A recent survey in the N.Y. Times Almanac indicated that 48.8% of families own stock. A broker wanted to determine if this survey could be valid. He surveyed a random sample of 250 families and found that 142 owned some type of stock. At the 0.05 significance level, can the survey be considered to be accurate?

$H_{0}: p = 0.488$ $H_{a}: p \neq 0.488$
$p\text{-value} = 0.0114$
$\alpha = 0.05$
Reject the null hypothesis.
At the 5% level of significance, there is enough evidence to conclude that 48.8% of families own stocks.
The survey does not appear to be accurate.

Driver error can be listed as the cause of approximately 54% of all fatal auto accidents, according to the American Automobile Association. Thirty randomly selected fatal accidents are examined, and it is determined that 14 were caused by driver error. Using $\alpha = 0.05$, is the AAA proportion accurate?

The US Department of Energy reported that 51.7% of homes were heated by natural gas. A random sample of 221 homes in Kentucky found that 115 were heated by natural gas. Does the evidence support the claim for Kentucky at the $\alpha = 0.05$ level in Kentucky? Are the results applicable across the country? Why?

$H_{0}: p = 0.517$ $H_{0}: p \neq 0.517$
$p\text{-value} = 0.9203$.
$\alpha = 0.05$.
Do not reject the null hypothesis.
At the 5% significance level, there is not enough evidence to conclude that the proportion of homes in Kentucky that are heated by natural gas is 0.517.
However, we cannot generalize this result to the entire nation. First, the sample’s population is only the state of Kentucky. Second, it is reasonable to assume that homes in the extreme north and south will have extreme high usage and low usage, respectively. We would need to expand our sample base to include these possibilities if we wanted to generalize this claim to the entire nation.

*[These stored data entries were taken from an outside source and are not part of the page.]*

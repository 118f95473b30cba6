//! Calldata normalization into an ordered sequence of [`CallStep`]s,
//! including `multiSend` batch unpacking (spec §4.3).
//!
//! The decoder never trusts `dataDecoded` as authoritative — it is only a
//! convenience the API attached. [`crate::selector`] reconciles every step
//! it produces here against the raw bytes.

use crate::primitives::{self, Address, U256};
use crate::schema::{DataDecoded, DecodedParamRaw, Operation};

#[derive(Debug, Clone, Copy, PartialEq, Eq, serde::Serialize)]
#[serde(rename_all = "PascalCase")]
pub enum CallOperation {
    Call,
    DelegateCall,
}

impl From<Operation> for CallOperation {
    fn from(op: Operation) -> Self {
        match op {
            Operation::Call => CallOperation::Call,
            Operation::DelegateCall => CallOperation::DelegateCall,
        }
    }
}

#[derive(Debug, Clone, serde::Serialize)]
pub struct DecodedParam {
    pub name: String,
    #[serde(rename = "type")]
    pub param_type: String,
    pub value: serde_json::Value,
}

/// One normalized sub-call. Constructed here, consumed by
/// [`crate::selector`] and [`crate::interpreters`], then serialized.
/// Never mutated after construction.
#[derive(Debug, Clone)]
pub struct CallStep {
    pub index: u32,
    pub to: Address,
    pub value: U256,
    pub operation: CallOperation,
    pub method: Option<String>,
    pub params: Vec<DecodedParam>,
    pub raw_data: Vec<u8>,
}

const MULTI_SEND_METHOD: &str = "multiSend";

/// Normalizes a transaction's `(to, value, operation, data)` plus its
/// optional decoded-call tree into an ordered `CallStep` list.
pub fn normalize(
    tx_to: Address,
    tx_value: U256,
    tx_operation: Operation,
    tx_data: &[u8],
    data_decoded: Option<&DataDecoded>,
) -> Vec<CallStep> {
    let known = match data_decoded {
        Some(DataDecoded::Known(call)) => call,
        // No tree, or a shape we don't recognize: selector-only inspection
        // of the raw bytes, no decoded sub-calls.
        Some(DataDecoded::Other(_)) | None => return Vec::new(),
    };

    if known.method != MULTI_SEND_METHOD {
        return vec![CallStep {
            index: 0,
            to: tx_to,
            value: tx_value,
            operation: tx_operation.into(),
            method: Some(known.method.clone()),
            params: known.parameters.iter().map(to_decoded_param).collect(),
            raw_data: tx_data.to_vec(),
        }];
    }

    let transactions_param = known
        .parameters
        .iter()
        .find(|p| p.name == "transactions" && p.param_type == "bytes");

    let Some(inner_list) = transactions_param.and_then(|p| p.value_decoded.as_ref()) else {
        // multiSend declared but no unpacked inner list to work with:
        // nothing to normalize beyond selector-only inspection.
        return Vec::new();
    };

    inner_list
        .iter()
        .enumerate()
        .map(|(i, inner)| {
            let operation = match inner.operation {
                Some(1) => CallOperation::DelegateCall,
                _ => CallOperation::Call,
            };
            let to = inner
                .to
                .as_deref()
                .and_then(|s| s.parse::<Address>().ok())
                .unwrap_or(tx_to);
            let value = inner
                .value
                .as_deref()
                .and_then(|v| primitives::parse_u256_decimal(v).ok())
                .unwrap_or(U256::ZERO);
            let (method, params) = match inner.data_decoded.as_deref() {
                Some(DataDecoded::Known(c)) => (
                    Some(c.method.clone()),
                    c.parameters.iter().map(to_decoded_param).collect(),
                ),
                Some(DataDecoded::Other(_)) | None => (None, Vec::new()),
            };
            let raw_data = primitives::decode_hex(&inner.data).unwrap_or_default();

            CallStep {
                index: i as u32,
                to,
                value,
                operation,
                method,
                params,
                raw_data,
            }
        })
        .collect()
}

fn to_decoded_param(raw: &DecodedParamRaw) -> DecodedParam {
    DecodedParam {
        name: raw.name.clone(),
        param_type: raw.param_type.clone(),
        value: raw.value.clone(),
    }
}
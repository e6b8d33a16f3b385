//! Per-session stream configuration
//!
//! A [`StreamConfig`] is created once when a session starts and never
//! mutated afterwards; every derived quantity (frame size, pacing interval)
//! is computed from it.

use serde::{Deserialize, Serialize};
use std::net::{SocketAddr, ToSocketAddrs};
use std::path::Path;
use std::time::Duration;

use crate::constants::*;
use crate::error::{Error, NetworkError, Result};

/// Immutable per-session stream parameters
#[derive(Debug, Clone, Serialize, Deserialize)]
pub struct StreamConfig {
    /// Stream name carried in every packet header
    pub stream_name: String,

    /// Destination IP address or hostname
    pub stream_ip: String,

    /// Destination UDP port
    pub stream_port: u16,

    /// Number of interleaved channels
    pub channels: u16,

    /// Samples per channel in one frame
    pub samples_per_frame: usize,
}

impl Default for StreamConfig {
    fn default() -> Self {
        Self {
            stream_name: DEFAULT_STREAM_NAME.to_string(),
            stream_ip: DEFAULT_STREAM_IP.to_string(),
            stream_port: DEFAULT_STREAM_PORT,
            channels: DEFAULT_CHANNELS,
            samples_per_frame: DEFAULT_SAMPLES_PER_FRAME,
        }
    }
}

impl StreamConfig {
    /// Load configuration from a TOML file
    pub fn from_file<P: AsRef<Path>>(path: P) -> Result<Self> {
        let contents = std::fs::read_to_string(path)?;
        let config: Self =
            toml::from_str(&contents).map_err(|e| Error::Config(e.to_string()))?;
        config.validate()?;
        Ok(config)
    }

    /// Load from the platform config directory, falling back to defaults
    /// when no file exists.
    pub fn load_or_default() -> Result<Self> {
        if let Some(dirs) = directories::ProjectDirs::from("", "", "pcmcast") {
            let path = dirs.config_dir().join("stream.toml");
            if path.exists() {
                return Self::from_file(path);
            }
        }
        Ok(Self::default())
    }

    /// Check that the configuration describes a usable session
    pub fn validate(&self) -> Result<()> {
        if self.stream_name.is_empty() {
            return Err(Error::Config("stream name must not be empty".into()));
        }
        if !self.stream_name.is_ascii() {
            return Err(Error::Config(format!(
                "stream name must be ASCII: {:?}",
                self.stream_name
            )));
        }
        if self.channels == 0 {
            return Err(Error::Config("channel count must be non-zero".into()));
        }
        if self.samples_per_frame == 0 {
            return Err(Error::Config("samples_per_frame must be non-zero".into()));
        }
        Ok(())
    }

    /// Resolve the destination socket address
    pub fn dest_addr(&self) -> std::result::Result<SocketAddr, NetworkError> {
        (self.stream_ip.as_str(), self.stream_port)
            .to_socket_addrs()
            .map_err(|e| NetworkError::InvalidAddress(e.to_string()))?
            .next()
            .ok_or_else(|| {
                NetworkError::InvalidAddress(format!(
                    "{}:{} did not resolve",
                    self.stream_ip, self.stream_port
                ))
            })
    }

    /// Interleaved samples in one frame (all channels)
    pub fn frame_samples(&self) -> usize {
        self.channels as usize * self.samples_per_frame
    }

    /// Payload size of one frame in bytes
    pub fn frame_bytes(&self) -> usize {
        self.frame_samples() * BYTES_PER_SAMPLE
    }

    /// Nominal duration of one frame at the protocol rate
    pub fn frame_interval(&self) -> Duration {
        Duration::from_secs_f64(self.samples_per_frame as f64 / PROTOCOL_SAMPLE_RATE as f64)
    }
}

#[cfg(test)]
mod tests {
    use super::*;

    #[test]
    fn test_defaults_match_protocol() {
        let config = StreamConfig::default();
        assert_eq!(config.stream_port, 6980);
        assert_eq!(config.channels, 1);
        assert_eq!(config.samples_per_frame, 128);
        assert!(config.validate().is_ok());
    }

    #[test]
    fn test_derived_sizes() {
        let config = StreamConfig {
            channels: 2,
            samples_per_frame: 256,
            ..Default::default()
        };
        assert_eq!(config.frame_samples(), 512);
        assert_eq!(config.frame_bytes(), 1024);

        // 256 samples at 48 kHz is 16/3 ms
        let interval = config.frame_interval();
        assert!((interval.as_secs_f64() - 256.0 / 48_000.0).abs() < 1e-12);
    }

    #[test]
    fn test_validation_rejects_bad_configs() {
        let mut config = StreamConfig::default();
        config.channels = 0;
        assert!(config.validate().is_err());

        let mut config = StreamConfig::default();
        config.samples_per_frame = 0;
        assert!(config.validate().is_err());

        let mut config = StreamConfig::default();
        config.stream_name = String::new();
        assert!(config.validate().is_err());
    }

    #[test]
    fn test_dest_addr_resolution() {
        let config = StreamConfig::default();
        let addr = config.dest_addr().unwrap();
        assert_eq!(addr.port(), 6980);

        let config = StreamConfig {
            stream_ip: "definitely not an address".into(),
            ..Default::default()
        };
        assert!(config.dest_addr().is_err());
    }

    #[test]
    fn test_toml_round_trip() {
        let config = StreamConfig::default();
        let text = toml::to_string(&config).unwrap();
        let parsed: StreamConfig = toml::from_str(&text).unwrap();
        assert_eq!(parsed.stream_name, config.stream_name);
        assert_eq!(parsed.samples_per_frame, config.samples_per_frame);
    }
}
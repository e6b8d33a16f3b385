//! Error types for the streaming pipeline

use thiserror::Error;

/// Main error type for the crate
#[derive(Error, Debug)]
pub enum Error {
    #[error("Encode error: {0}")]
    Encode(#[from] EncodeError),

    #[error("Network error: {0}")]
    Network(#[from] NetworkError),

    #[error("Configuration error: {0}")]
    Config(String),

    #[error("Sender is already running")]
    AlreadyRunning,

    #[error("IO error: {0}")]
    Io(#[from] std::io::Error),
}

/// Frame encoding errors
#[derive(Error, Debug)]
pub enum EncodeError {
    #[error("Resampler initialization failed: {0}")]
    ResamplerInit(String),

    #[error("Resampling failed: {0}")]
    ResampleFailed(String),

    #[error("Invalid sample rate: {0}")]
    InvalidSampleRate(u32),
}

/// Network errors
#[derive(Error, Debug)]
pub enum NetworkError {
    #[error("Socket bind failed: {0}")]
    BindFailed(String),

    #[error("Invalid destination address: {0}")]
    InvalidAddress(String),

    #[error("Send failed: {0}")]
    SendFailed(String),
}

/// Result type alias for the crate
pub type Result<T> = std::result::Result<T, Error>;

For Americans using library services, the American Library Association claims that at most 67% of patrons borrow books. The library director in Owensboro, Kentucky feels this is not true, so she asked a local college statistic class to conduct a survey. The class randomly selected 100 patrons and found that 82 borrowed books. Did the class demonstrate that the percentage was higher in Owensboro, KY? Use $\alpha = 0.01$ level of significance. What is the possible proportion of patrons that do borrow books from the Owensboro Library?

The Weather Underground reported that the mean amount of summer rainfall for the northeastern US is at least 11.52 inches. Ten cities in the northeast are randomly selected and the mean rainfall amount is calculated to be 7.42 inches with a standard deviation of 1.3 inches. At the $\alpha = 0.05 level$, can it be concluded that the mean rainfall was below the reported average? What if $\alpha = 0.01$? Assume the amount of summer rainfall follows a normal distribution.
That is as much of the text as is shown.